Por trás da cortina de fumaça do debate em torno da Escola sem Partido e da prioridade enunciada pelo recém-indicado ministro Ricardo Vélez Rodríguez de colocar a gestão a serviço da preservação de “valores tradicionais “, continuamos sem ter a mínima ideia do que vai acontecer com a Educação no Brasil – que é o que de fato importa para a vida de milhões de brasileiros, tenham eles votado ou não em Jair Bolsonaro.
Durante a campanha eleitoral, o combate à suposta ideologização do ensino no país foi o eixo do discurso de Bolsonaro. Quando incitado a falar mais concretamente sobre o assunto nos poucos debates e sabatinas a que compareceu antes de sofrer o atentado, o candidato do PSL mostrou grande desconhecimento sobre o tema, limitando-se a enunciar propostas como a de colocar diretores militares em escolas públicas e abrir uma escola militar em cada capital de estados brasileiros.
Nada contra, mas a Educação num país como o nosso não vive só disso. As famílias brasileiras seguem sem saber, por exemplo, se o governo Bolsonaro dará continuidade à política de aumentar as matrículas do ensino público em horário integral – essa, sim, crucial, sobretudo nas periferias e regiões mais pobres, para tirar as crianças e adolescentes das ruas e evitar que sejam capturadas pelo crime organizado e desorganizado.

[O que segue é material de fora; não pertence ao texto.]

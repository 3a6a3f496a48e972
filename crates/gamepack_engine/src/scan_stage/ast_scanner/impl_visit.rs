use oxc::{
  ast::ast,
  ast_visit::{walk, Visit},
};

use super::AstScanner;
use crate::types::{
  import_record::ImportKind,
  scan_result::{Edit, EditContent},
};

impl<'ast> Visit<'ast> for AstScanner {
  fn visit_call_expression(&mut self, expr: &ast::CallExpression<'ast>) {
    if let Some(specifier) = as_require_call(expr) {
      let record = self.add_import_record(specifier, ImportKind::Require);
      self.result.edits.push(Edit { span: expr.span, content: EditContent::Require(record) });
      return;
    }
    walk::walk_call_expression(self, expr);
  }
}

/// `require('foo')` with a single string literal argument.
fn as_require_call<'a>(expr: &'a ast::CallExpression<'_>) -> Option<&'a str> {
  let ast::Expression::Identifier(callee) = &expr.callee else {
    return None;
  };
  if callee.name.as_str() != "require" {
    return None;
  }
  match &expr.arguments[..] {
    [ast::Argument::StringLiteral(request)] => Some(request.value.as_str()),
    _ => None,
  }
}
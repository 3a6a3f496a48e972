use gamepack_common::SourceJoiner;
use gamepack_utils::{
  concat_string,
  ecmascript::{is_validate_binding_name, to_string_literal},
};
use itertools::Itertools;

use super::GenerateContext;
use crate::types::module::Module;

/// Externals are imported as namespaces, the entry exports are re-exported statically:
///
/// ```js
/// import * as __external_0 from "regal";
/// <runtime>
/// <modules>
/// const __entry = __require("src/index.ts");
/// export default __entry.default;
/// ```
pub fn render_esm<'code>(
  ctx: &GenerateContext<'_>,
  runtime: &'code str,
  module_sources: &'code [String],
) -> SourceJoiner<'code> {
  let mut source_joiner = SourceJoiner::default();

  let imports = ctx
    .external_bindings()
    .map(|(name, binding)| {
      concat_string!("import * as ", binding, " from ", to_string_literal(name), ";")
    })
    .join("\n");
  if !imports.is_empty() {
    source_joiner.append_source(imports);
  }

  source_joiner.append_source(runtime);
  for source in module_sources {
    source_joiner.append_source(source.as_str());
  }

  source_joiner.append_source(concat_string!("const __entry = ", ctx.require_entry(), ";"));
  source_joiner.append_source(render_entry_exports(ctx));

  source_joiner
}

fn render_entry_exports(ctx: &GenerateContext<'_>) -> String {
  let entry = match &ctx.modules[ctx.entry] {
    Module::Normal(module) if module.scan_result.has_module_syntax => module,
    // `module.exports` of a CommonJS entry is its default export.
    _ => return "export default __entry;\n".to_string(),
  };

  let mut exports = String::new();
  let export_names = entry.scan_result.export_names().collect::<Vec<_>>();
  if export_names.contains(&"default") {
    exports.push_str("export default __entry.default;\n");
  }
  let named = export_names.into_iter().filter(|name| is_validate_binding_name(name)).join(", ");
  if !named.is_empty() {
    exports.push_str(&concat_string!("export const { ", named, " } = __entry;\n"));
  }
  exports
}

Esse é apenas um dos pontos em que a educação se encontra com o tema preferido de Bolsonaro, a segurança.
Também não temos ideia se o novo governo vai investir na construção do programa de creches, que prevê ainda a destinação de mais recursos do Fundeb para os municípios para sua manutenção. Ele é fundamental não só para que as mães e pais possam trabalhar e deixar seus filhos bem cuidados. É fundamental, acima de tudo, para assegurar a milhões de brasileiros condições e oportunidades iguais desde a primeira infância, já que todo mundo sabe que a criança que não começa a ser estimulada nessa fase já começa a vida escolar em desvantagem. Só aquelas que conseguem ter acesso à boa alimentação na creche.

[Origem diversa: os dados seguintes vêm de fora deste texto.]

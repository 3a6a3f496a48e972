use std::{
  io,
  path::{Path, PathBuf},
  sync::Arc,
};

use gamepack_fs::FileSystem;
use itertools::Itertools;
use oxc_resolver::{
  FileMetadata, FileSystem as OxcResolverFileSystem, FsCache, ResolveError as OxcResolveError,
  ResolveOptions as OxcResolverOptions, ResolverGeneric,
};

use crate::{is_node_builtin_module, ResolveError};

#[derive(Debug, Clone)]
pub struct ResolveOptions {
  /// Tried in order when a request has no matching file.
  pub extensions: Vec<String>,
  /// `package.json` fields consulted in order when a package has no `exports`.
  pub main_fields: Vec<String>,
  /// Conditions matched against `exports`, besides `import` and `default`.
  pub condition_names: Vec<String>,
  /// Report Node.js builtins as `ResolveError::Builtin` instead of looking them up.
  pub builtin_modules: bool,
}

impl Default for ResolveOptions {
  fn default() -> Self {
    Self {
      extensions: [".mjs", ".js", ".ts", ".tsx", ".json"].map(String::from).to_vec(),
      main_fields: vec!["module".to_string(), "main".to_string()],
      condition_names: vec!["node".to_string()],
      builtin_modules: true,
    }
  }
}

#[derive(Debug, Clone, PartialEq, Eq)]
pub struct ResolveReturn {
  pub path: PathBuf,
}

/// The build's file system as seen by the resolver cache.
#[derive(Clone)]
struct SharedFileSystem(Arc<dyn FileSystem>);

impl OxcResolverFileSystem for SharedFileSystem {
  fn read_to_string(&self, path: &Path) -> io::Result<String> {
    self.0.read_to_string(path)
  }

  fn metadata(&self, path: &Path) -> io::Result<FileMetadata> {
    self.0.metadata(path)
  }

  fn symlink_metadata(&self, path: &Path) -> io::Result<FileMetadata> {
    self.0.symlink_metadata(path)
  }

  fn read_link(&self, path: &Path) -> io::Result<PathBuf> {
    self.0.read_link(path)
  }
}

pub struct Resolver {
  cwd: PathBuf,
  builtin_modules: bool,
  import_resolver: ResolverGeneric<FsCache<SharedFileSystem>>,
}

impl Resolver {
  pub fn new(options: ResolveOptions, cwd: PathBuf, fs: Arc<dyn FileSystem>) -> Self {
    let condition_names = ["import", "default"]
      .into_iter()
      .map(String::from)
      .chain(options.condition_names)
      .unique()
      .collect();

    let resolve_options = OxcResolverOptions {
      main_fields: options.main_fields,
      condition_names,
      extensions: options.extensions,
      // TypeScript sources import their siblings with the extension of the emitted file.
      extension_alias: vec![
        (".js".to_string(), [".js", ".ts", ".tsx"].map(String::from).to_vec()),
        (".mjs".to_string(), [".mjs", ".mts"].map(String::from).to_vec()),
      ],
      builtin_modules: false,
      ..Default::default()
    };

    let import_resolver =
      ResolverGeneric::new_with_cache(Arc::new(FsCache::new(SharedFileSystem(fs))), resolve_options);

    Self { cwd, builtin_modules: options.builtin_modules, import_resolver }
  }

  pub fn cwd(&self) -> &PathBuf {
    &self.cwd
  }

  pub fn resolve(
    &self,
    importer: Option<&Path>,
    specifier: &str,
  ) -> Result<ResolveReturn, ResolveError> {
    if self.builtin_modules && is_node_builtin_module(specifier) {
      let name = specifier.strip_prefix("node:").unwrap_or(specifier);
      return Err(ResolveError::Builtin(name.to_string()));
    }

    let dir = importer
      .and_then(|importer| importer.parent())
      .filter(|inner| inner.components().next().is_some())
      .unwrap_or(self.cwd.as_path());

    match self.import_resolver.resolve(dir, specifier) {
      Ok(resolution) => Ok(ResolveReturn { path: resolution.full_path() }),
      Err(OxcResolveError::NotFound(_)) => Err(ResolveError::NotFound(specifier.to_string())),
      Err(err) => {
        Err(ResolveError::Failed { specifier: specifier.to_string(), reason: err.to_string() })
      }
    }
  }
}

impl std::fmt::Debug for Resolver {
  fn fmt(&self, f: &mut std::fmt::Formatter<'_>) -> std::fmt::Result {
    f.debug_struct("Resolver").field("cwd", &self.cwd).finish_non_exhaustive()
  }
}

#[test]
fn test_resolve_relative_and_packages() {
  use gamepack_fs::MemoryFileSystem;

  let fs = MemoryFileSystem::new(&[
    ("/game/src/index.ts", ""),
    ("/game/src/rooms/index.ts", ""),
    ("/game/src/items.ts", ""),
    ("/game/src/data.json", "{}"),
    ("/game/node_modules/regal/package.json", r#"{ "main": "dist/regal.cjs.js" }"#),
    ("/game/node_modules/regal/dist/regal.cjs.js", ""),
    ("/game/node_modules/@scope/util/index.js", ""),
  ]);
  let resolver = Resolver::new(ResolveOptions::default(), PathBuf::from("/game"), Arc::new(fs));
  let importer = Path::new("/game/src/index.ts");
  let resolve = |specifier: &str| resolver.resolve(Some(importer), specifier).map(|ret| ret.path);

  assert_eq!(resolve("./items"), Ok(PathBuf::from("/game/src/items.ts")));
  assert_eq!(resolve("./items.js"), Ok(PathBuf::from("/game/src/items.ts")));
  assert_eq!(resolve("./rooms"), Ok(PathBuf::from("/game/src/rooms/index.ts")));
  assert_eq!(resolve("./data.json"), Ok(PathBuf::from("/game/src/data.json")));
  assert_eq!(resolve("regal"), Ok(PathBuf::from("/game/node_modules/regal/dist/regal.cjs.js")));
  assert_eq!(resolve("@scope/util"), Ok(PathBuf::from("/game/node_modules/@scope/util/index.js")));
  assert_eq!(resolve("./missing"), Err(ResolveError::NotFound("./missing".to_string())));
  assert_eq!(resolve("lodash"), Err(ResolveError::NotFound("lodash".to_string())));
  assert_eq!(resolve("node:path"), Err(ResolveError::Builtin("path".to_string())));
}

#[test]
fn test_resolve_package_exports() {
  use gamepack_fs::MemoryFileSystem;

  let fs = MemoryFileSystem::new(&[
    ("/game/src/index.js", ""),
    (
      "/game/node_modules/regal/package.json",
      r#"{ "exports": { ".": { "import": "./dist/regal.esm.js", "require": "./dist/regal.cjs.js" } } }"#,
    ),
    ("/game/node_modules/regal/dist/regal.esm.js", ""),
    ("/game/node_modules/regal/dist/regal.cjs.js", ""),
  ]);
  let resolver = Resolver::new(ResolveOptions::default(), PathBuf::from("/game"), Arc::new(fs));
  let importer = Some(Path::new("/game/src/index.js"));

  assert_eq!(
    resolver.resolve(importer, "regal").map(|ret| ret.path),
    Ok(PathBuf::from("/game/node_modules/regal/dist/regal.esm.js"))
  );
  assert!(matches!(
    resolver.resolve(importer, "regal/internal"),
    Err(ResolveError::Failed { specifier, .. }) if specifier == "regal/internal"
  ));
}
/// Module registry and interop helpers every chunk starts with.
///
/// - `__require(id)` evaluates a registered module once and returns its `module.exports`.
/// - `__export` defines getters for ES exports and marks the object with `__esModule`.
/// - `__toESM` gives CommonJS exports a namespace shape with a `default`.
/// - `__toCommonJS` unwraps an ES module that only has a default export, as `require` of it expects.
/// - `__namespace` wraps a native namespace object of an external in the esm format.
pub const RUNTIME_CODE: &str = include_str!("runtime.js");
use std::path::{Path, PathBuf};

use gamepack_common::ResolvedId;
use gamepack_error::BuildResult;
use gamepack_fs::FileSystem;
use gamepack_plugin::{HookResolveIdArgs, PluginDriver};
use sugar_path::SugarPath;

/// Extensions tried when no stage resolves a relative specifier.
const FALLBACK_EXTENSIONS: [&str; 2] = [".js", ".mjs"];

#[inline]
pub fn is_relative_or_absolute(specifier: &str) -> bool {
  specifier.starts_with("./") || specifier.starts_with("../") || Path::new(specifier).is_absolute()
}

/// Asks the `resolve_id` hooks first, then looks the specifier up as a plain file.
/// `Ok(None)` means nothing could resolve it, the caller decides whether that is fatal.
pub fn resolve_id(
  plugin_driver: &PluginDriver,
  fs: &dyn FileSystem,
  cwd: &Path,
  specifier: &str,
  importer: Option<&str>,
) -> BuildResult<Option<ResolvedId>> {
  let args = HookResolveIdArgs { specifier, importer, is_entry: importer.is_none() };
  if let Some(resolved) = plugin_driver.resolve_id(&args)? {
    return Ok(Some(resolved));
  }

  if !is_relative_or_absolute(specifier) {
    return Ok(None);
  }

  let base = importer
    .filter(|importer| !importer.starts_with('\0'))
    .and_then(|importer| Path::new(importer).parent())
    .unwrap_or(cwd);
  let path = base.join(specifier).normalize();

  let resolved = std::iter::once(path.clone())
    .chain(FALLBACK_EXTENSIONS.iter().map(|ext| {
      let mut with_ext = path.clone().into_os_string();
      with_ext.push(ext);
      PathBuf::from(with_ext)
    }))
    .find(|candidate| fs.is_file(candidate));

  Ok(resolved.map(|path| ResolvedId::new(path.to_string_lossy().into_owned())))
}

Ao anunciar a “municipalização” do ensino, o novo ministro esqueceu-se de detalhar como e de onde sairão os recursos, já que a maioria das prefeituras do país, financeiramente arrebentada, terá condições para financiar as mudanças necessárias de curriculum nas escolas. Elas mal dão conta de arcar com sua parte do custo das creches e do ensino fundamental que, constitucionalmente, estão em suas atribuições.
Mas as dúvidas prosseguem sobre o que vai acontecer na educação, a pouco mais de um mês da posse do novo governo. Bolsonaro e Vélez Rodríguez vão manter os programas criados nos governos petistas que permitiram o acesso de filhos de famílias pobres à universidade? O que vai acontecer com o Fies, o Prouni e outras iniciativas para financiamento estudantil?
E o Enem? Dele, sabemos que será fiscalizado para não conter textos considerados ideologizados, como por exemplo relacionados à questão de gênero. Palavras do presidente da República, que disse que as provas serão submetidas ao governo – o que poderá até por em risco o sigilo necessário à lisura do exame. Mas não sabemos se o sistema, que foi um enorme avanço na distribuição de vagas nas faculdades públicas, vai continuar, e em que condições.
Também não conhecemos propostas do novo governo para combater o analfabetismo ou em relação ao acesso escolar das crianças que moram em localidades remotas. Será que o novo governo conhece o programa Caminho da Escola?
A sensação é de estarmos todos no escuro, ou caminhando num terreno desconhecido tomado pela névoa, sem enxergar um palmo à nossa frente. A cortina de fumaça é o debate sobre escolas sem partido e supostas ideologizações do ensino, que, evidentemente, estão longe, muito longe, de ser o principal problema da Educação nesse vasto Brasil. O risco é, dissipado o nevoeiro, ver um grande nada à nossa frente.